Work required →
Give back each entry verbatim.

Raw data →
//! Telemetry dataset type definitions
//!
//! Values are opaque strings. A key the dataset has never seen reads as the
//! empty string.

use std::collections::HashMap;

/// One decoded producer record, a write batch, or a consumer interest set
pub type Record = HashMap<String, String>;

/// The canonical dataset held by the store actor
pub type Dataset = HashMap<String, String>;

/// Reply to a read request
///
/// Carries only the entries of the interest set whose value moved. The
/// caller keeps its own map and merges these in.
#[derive(Debug, Clone, Default, PartialEq, Eq)]
pub struct ReadReply {
    /// Changed keys with their current dataset values
    pub updates: Record,
}

impl ReadReply {
    /// True if at least one entry of the interest set was stale
    pub fn changed(&self) -> bool {
        !self.updates.is_empty()
    }
}

/// Upsert every entry of `update` into `dataset` (last write wins per key)
pub fn apply_write(dataset: &mut Dataset, update: Record) {
    dataset.extend(update);
}

/// Entries of `interest` that differ from `dataset`, with the dataset value
///
/// Only keys already present in `interest` are looked at.
pub fn changed_entries(dataset: &Dataset, interest: &Record) -> Record {
    interest
        .iter()
        .filter_map(|(key, value)| {
            let current = dataset.get(key).map(String::as_str).unwrap_or("");
            (value != current).then(|| (key.clone(), current.to_string()))
        })
        .collect()
}

/// Bring `interest` up to date with `dataset`
///
/// Returns true if any entry was overwritten.
pub fn diff_into(dataset: &Dataset, interest: &mut Record) -> bool {
    let updates = changed_entries(dataset, interest);
    let changed = !updates.is_empty();
    interest.extend(updates);
    changed
}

Solution to the problem →
//! Telemetry dataset type definitions
//!
//! Values are opaque strings. A key the dataset has never seen reads as the
//! empty string.

use std::collections::HashMap;

/// One decoded producer record, a write batch, or a consumer interest set
pub type Record = HashMap<String, String>;

/// The canonical dataset held by the store actor
pub type Dataset = HashMap<String, String>;

/// Reply to a read request
///
/// Carries only the entries of the interest set whose value moved. The
/// caller keeps its own map and merges these in.
#[derive(Debug, Clone, Default, PartialEq, Eq)]
pub struct ReadReply {
    /// Changed keys with their current dataset values
    pub updates: Record,
}

impl ReadReply {
    /// True if at least one entry of the interest set was stale
    pub fn changed(&self) -> bool {
        !self.updates.is_empty()
    }
}

/// Upsert every entry of `update` into `dataset` (last write wins per key)
pub fn apply_write(dataset: &mut Dataset, update: Record) {
    dataset.extend(update);
}

/// Entries of `interest` that differ from `dataset`, with the dataset value
///
/// Only keys already present in `interest` are looked at.
pub fn changed_entries(dataset: &Dataset, interest: &Record) -> Record {
    interest
        .iter()
        .filter_map(|(key, value)| {
            let current = dataset.get(key).map(String::as_str).unwrap_or("");
            (value != current).then(|| (key.clone(), current.to_string()))
        })
        .collect()
}

/// Bring `interest` up to date with `dataset`
///
/// Returns true if any entry was overwritten.
pub fn diff_into(dataset: &Dataset, interest: &mut Record) -> bool {
    let updates = changed_entries(dataset, interest);
    let changed = !updates.is_empty();
    interest.extend(updates);
    changed
}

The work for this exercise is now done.